* [Exercise prompt] Among the lines below, copy each one in which "NavItem" appears.

======== Provided data

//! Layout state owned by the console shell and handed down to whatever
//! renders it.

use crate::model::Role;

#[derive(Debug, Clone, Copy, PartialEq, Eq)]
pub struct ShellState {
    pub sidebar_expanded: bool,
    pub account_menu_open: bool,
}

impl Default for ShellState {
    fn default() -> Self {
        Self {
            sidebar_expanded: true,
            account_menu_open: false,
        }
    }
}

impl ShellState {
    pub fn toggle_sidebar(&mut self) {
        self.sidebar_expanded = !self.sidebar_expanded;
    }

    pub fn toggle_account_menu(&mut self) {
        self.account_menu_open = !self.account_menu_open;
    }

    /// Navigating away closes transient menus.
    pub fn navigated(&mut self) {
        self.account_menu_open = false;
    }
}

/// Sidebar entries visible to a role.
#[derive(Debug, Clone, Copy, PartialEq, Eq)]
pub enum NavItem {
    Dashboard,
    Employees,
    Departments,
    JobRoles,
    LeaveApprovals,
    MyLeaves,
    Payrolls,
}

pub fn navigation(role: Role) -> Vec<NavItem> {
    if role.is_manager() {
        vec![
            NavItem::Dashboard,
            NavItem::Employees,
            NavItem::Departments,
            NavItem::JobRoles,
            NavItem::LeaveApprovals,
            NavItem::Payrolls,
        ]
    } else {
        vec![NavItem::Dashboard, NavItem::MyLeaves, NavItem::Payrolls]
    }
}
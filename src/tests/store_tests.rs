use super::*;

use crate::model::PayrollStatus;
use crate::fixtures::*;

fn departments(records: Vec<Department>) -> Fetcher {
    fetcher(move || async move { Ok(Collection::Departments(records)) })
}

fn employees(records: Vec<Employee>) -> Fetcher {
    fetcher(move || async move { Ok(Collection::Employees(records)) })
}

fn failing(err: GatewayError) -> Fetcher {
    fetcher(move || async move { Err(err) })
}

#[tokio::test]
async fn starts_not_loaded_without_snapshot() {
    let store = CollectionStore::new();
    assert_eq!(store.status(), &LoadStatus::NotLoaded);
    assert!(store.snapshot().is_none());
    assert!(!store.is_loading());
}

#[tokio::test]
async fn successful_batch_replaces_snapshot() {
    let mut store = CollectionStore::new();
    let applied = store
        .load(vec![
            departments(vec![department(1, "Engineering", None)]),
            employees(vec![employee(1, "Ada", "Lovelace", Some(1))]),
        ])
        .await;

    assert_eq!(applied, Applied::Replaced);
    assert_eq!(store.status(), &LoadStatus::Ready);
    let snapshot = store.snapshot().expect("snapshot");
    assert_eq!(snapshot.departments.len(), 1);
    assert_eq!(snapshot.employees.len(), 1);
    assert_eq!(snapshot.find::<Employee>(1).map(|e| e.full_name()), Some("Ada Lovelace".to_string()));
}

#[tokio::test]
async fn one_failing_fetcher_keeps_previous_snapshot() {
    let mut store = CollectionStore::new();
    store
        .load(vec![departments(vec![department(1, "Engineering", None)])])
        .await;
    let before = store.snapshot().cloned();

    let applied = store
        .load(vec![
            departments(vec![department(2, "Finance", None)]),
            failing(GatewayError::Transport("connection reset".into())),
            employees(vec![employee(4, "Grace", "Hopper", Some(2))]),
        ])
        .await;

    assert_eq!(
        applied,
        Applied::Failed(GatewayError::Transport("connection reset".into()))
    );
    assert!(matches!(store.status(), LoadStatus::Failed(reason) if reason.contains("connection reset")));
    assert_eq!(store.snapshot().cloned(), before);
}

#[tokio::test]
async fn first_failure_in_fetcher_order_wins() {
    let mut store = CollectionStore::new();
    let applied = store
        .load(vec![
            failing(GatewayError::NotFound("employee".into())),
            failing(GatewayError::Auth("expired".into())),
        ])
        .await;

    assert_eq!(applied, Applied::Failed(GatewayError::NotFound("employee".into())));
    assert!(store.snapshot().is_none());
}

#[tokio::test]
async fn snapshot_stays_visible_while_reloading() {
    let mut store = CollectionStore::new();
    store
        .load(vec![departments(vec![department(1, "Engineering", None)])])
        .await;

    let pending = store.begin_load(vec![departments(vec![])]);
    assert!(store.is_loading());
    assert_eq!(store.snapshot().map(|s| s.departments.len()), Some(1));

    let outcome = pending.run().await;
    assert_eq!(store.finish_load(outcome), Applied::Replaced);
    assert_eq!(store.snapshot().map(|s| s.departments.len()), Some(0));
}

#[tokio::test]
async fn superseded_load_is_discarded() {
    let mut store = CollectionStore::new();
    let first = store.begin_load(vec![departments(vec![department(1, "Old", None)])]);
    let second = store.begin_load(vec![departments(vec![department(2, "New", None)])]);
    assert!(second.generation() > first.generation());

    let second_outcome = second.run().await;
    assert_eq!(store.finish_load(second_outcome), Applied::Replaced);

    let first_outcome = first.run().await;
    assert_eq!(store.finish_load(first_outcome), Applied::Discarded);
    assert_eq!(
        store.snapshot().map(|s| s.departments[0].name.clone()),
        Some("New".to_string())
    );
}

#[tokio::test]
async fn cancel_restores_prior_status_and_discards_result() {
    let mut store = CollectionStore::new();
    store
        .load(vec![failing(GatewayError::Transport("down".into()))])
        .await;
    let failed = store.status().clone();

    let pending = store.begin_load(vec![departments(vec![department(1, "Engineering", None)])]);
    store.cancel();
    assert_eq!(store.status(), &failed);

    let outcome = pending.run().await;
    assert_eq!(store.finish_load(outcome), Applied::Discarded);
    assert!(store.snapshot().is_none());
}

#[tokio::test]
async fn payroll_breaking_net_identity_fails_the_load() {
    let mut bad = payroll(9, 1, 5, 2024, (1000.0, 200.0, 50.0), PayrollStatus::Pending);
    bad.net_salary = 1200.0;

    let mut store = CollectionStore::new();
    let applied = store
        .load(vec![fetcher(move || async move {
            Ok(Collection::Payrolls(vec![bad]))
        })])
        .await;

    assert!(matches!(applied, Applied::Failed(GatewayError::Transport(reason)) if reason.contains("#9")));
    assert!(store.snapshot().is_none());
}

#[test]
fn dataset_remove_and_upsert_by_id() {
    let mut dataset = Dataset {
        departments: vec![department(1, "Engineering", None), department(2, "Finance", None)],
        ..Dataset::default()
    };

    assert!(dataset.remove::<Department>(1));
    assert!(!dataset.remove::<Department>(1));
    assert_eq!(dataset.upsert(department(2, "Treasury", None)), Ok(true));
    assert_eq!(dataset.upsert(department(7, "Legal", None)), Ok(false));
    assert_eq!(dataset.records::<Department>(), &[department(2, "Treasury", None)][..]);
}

================

* [Solved problem]
pub enum NavItem {
pub fn navigation(role: Role) -> Vec<NavItem> {
            NavItem::Dashboard,
            NavItem::Employees,
            NavItem::Departments,
            NavItem::JobRoles,
            NavItem::LeaveApprovals,
            NavItem::Payrolls,
        vec![NavItem::Dashboard, NavItem::MyLeaves, NavItem::Payrolls]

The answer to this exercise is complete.